Hard Maple
(Sugar Maple, White Hard Maple)

Scientific Name: Acer saccharum

General Description
The sapwood is creamy white with a slight reddish brown tinge and the heartwood varies from light to dark reddish brown.  The amount of darker brown heartwood can vary significantly according to growing region.  Both sapwood and heartwood can contain pith fleck.  The wood has a close fine, uniform texture and is generally straight-grained, but it can also occur as "curly," "fiddleback," and "birds-eye" figure.

Working Properties
Hard Maple dries slowly with high shrinkage, so it can be susceptible to movement in performance.  Pre-boring is recommended when nailing and screwing.  With care it machines well, turns well, glues satisfactorily, and can be stained to an outstanding finish.  Polishes well and is suitable for enamel finishes and brown tones.

Physical Properties
The wood is hard and heavy with good strength properties, in particular its high resistance to abrasion and wear.  It also has good steam bending properties.

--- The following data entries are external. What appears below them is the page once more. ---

//! Share inspection and revocation commands.

use std::sync::Arc;
use std::time::Duration;

use clap::{Args, Subcommand};
use serde::Serialize;
use tabled::Tabled;

use livepet_core::config::AppConfig;
use livepet_core::config::database::StoreProvider;
use livepet_core::error::AppError;
use livepet_core::types::{PageRequest, ShareId, UserId};
use livepet_database::Stores;
use livepet_entity::access_log::AccessLogEntry;
use livepet_service::notification::build_relay;
use livepet_service::share::ShareSummary;
use livepet_service::{RequestContext, ShareService};

use crate::output::{self, OutputFormat};

/// Arguments for share commands
#[derive(Debug, Args)]
pub struct SharesArgs {
    /// Share subcommand
    #[command(subcommand)]
    pub command: SharesCommand,
}

/// Share subcommands
#[derive(Debug, Subcommand)]
pub enum SharesCommand {
    /// List an owner's shares, newest first
    List {
        /// Owner user ID
        #[arg(long)]
        owner: UserId,
        /// Page number
        #[arg(long, default_value_t = 1)]
        page: u64,
        /// Page size
        #[arg(long, default_value_t = 20)]
        per_page: u64,
    },
    /// Revoke one of an owner's shares
    Revoke {
        /// Owner user ID
        #[arg(long)]
        owner: UserId,
        /// Share ID
        #[arg(long)]
        id: ShareId,
    },
    /// Show the access log of a share
    Logs {
        /// Share ID
        #[arg(long)]
        id: ShareId,
    },
}

/// Share display row
#[derive(Debug, Serialize, Tabled)]
struct ShareRow {
    id: String,
    pet: String,
    recipient: String,
    state: String,
    views: String,
    code: String,
    expires: String,
}

impl From<&ShareSummary> for ShareRow {
    fn from(s: &ShareSummary) -> Self {
        let grant = &s.grant;
        Self {
            id: grant.id.to_string(),
            pet: grant.pet_id.to_string(),
            recipient: grant.recipient_email.clone(),
            state: format!("{:?}", s.state).to_lowercase(),
            views: match grant.max_views {
                Some(max) => format!("{}/{}", grant.views_count, max),
                None => grant.views_count.to_string(),
            },
            code: if s.requires_code { "yes" } else { "no" }.to_string(),
            expires: grant.expires_at.format("%Y-%m-%d %H:%M").to_string(),
        }
    }
}

/// Access log display row
#[derive(Debug, Serialize, Tabled)]
struct AccessLogRow {
    accessed_at: String,
    success: String,
    section: String,
    ip: String,
    user_agent: String,
}

impl From<&AccessLogEntry> for AccessLogRow {
    fn from(e: &AccessLogEntry) -> Self {
        Self {
            accessed_at: e.accessed_at.format("%Y-%m-%d %H:%M:%S").to_string(),
            success: if e.success { "✓" } else { "✗" }.to_string(),
            section: e.viewed_section.clone(),
            ip: e.ip_address.clone().unwrap_or_default(),
            user_agent: e.user_agent.clone().unwrap_or_default(),
        }
    }
}

/// Execute share commands
pub async fn execute(
    args: &SharesArgs,
    config: &AppConfig,
    format: OutputFormat,
) -> Result<(), AppError> {
    if config.database.provider == StoreProvider::Memory {
        output::print_warning("database.provider is \"memory\"; there are no persisted shares to show");
    }

    let stores = Stores::connect(&config.database).await?;
    let service = ShareService::new(
        Arc::clone(&stores.shares),
        Arc::clone(&stores.health),
        build_relay(&config.notification)?,
        config.share.clone(),
        Duration::from_secs(config.notification.timeout_seconds),
    );

    match &args.command {
        SharesCommand::List {
            owner,
            page,
            per_page,
        } => {
            let result = service
                .list_shares(&operator(*owner), PageRequest::new(*page, *per_page))
                .await?;
            let rows: Vec<ShareRow> = result.items.iter().map(ShareRow::from).collect();
            output::print_list(&rows, format);
            if format == OutputFormat::Table {
                output::print_kv(
                    "Page",
                    &format!("{} of {} ({} shares)", result.page, result.total_pages, result.total_items),
                );
            }
        }
        SharesCommand::Revoke { owner, id } => {
            let summary = service.revoke(&operator(*owner), *id).await?;
            output::print_item(&ShareRow::from(&summary), format);
            output::print_success(&format!("Share {id} revoked"));
        }
        SharesCommand::Logs { id } => {
            let entries = stores.shares.list_access_logs(*id).await?;
            let rows: Vec<AccessLogRow> = entries.iter().map(AccessLogRow::from).collect();
            output::print_list(&rows, format);
        }
    }

    Ok(())
}

/// Context for acting on behalf of an owner from the command line.
fn operator(owner: UserId) -> RequestContext {
    RequestContext::new(owner, "cli@localhost".to_string(), None, Some("livepet-cli".to_string()))
}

Specific Gravity: 0.63 (12% M.C.)
Average Weight: 705 kg/m3 (12% M.C.)
Average Volumetric Shrinkage: 11.9% (Green to 6% M.C.)
Modulus of Elasticity: 12,618 MPa
Hardness: 6450 N

Widely available, (4 percent of U.S.  hardwoods commercially available).  The higher quality grades of lumber are available selected for white color (sapwood) although this can limit availability.  Figured maple (birds-eye, curly, fiddleback) is generally only available in commercial volumes as veneer.

Main Uses
Flooring, furniture, paneling, ballroom and gymnasium floors, kitchen cabinets, worktops, table tops, butchers blocks, toys, kitchenware and millwork: stairs, handrails, mouldings, and doors.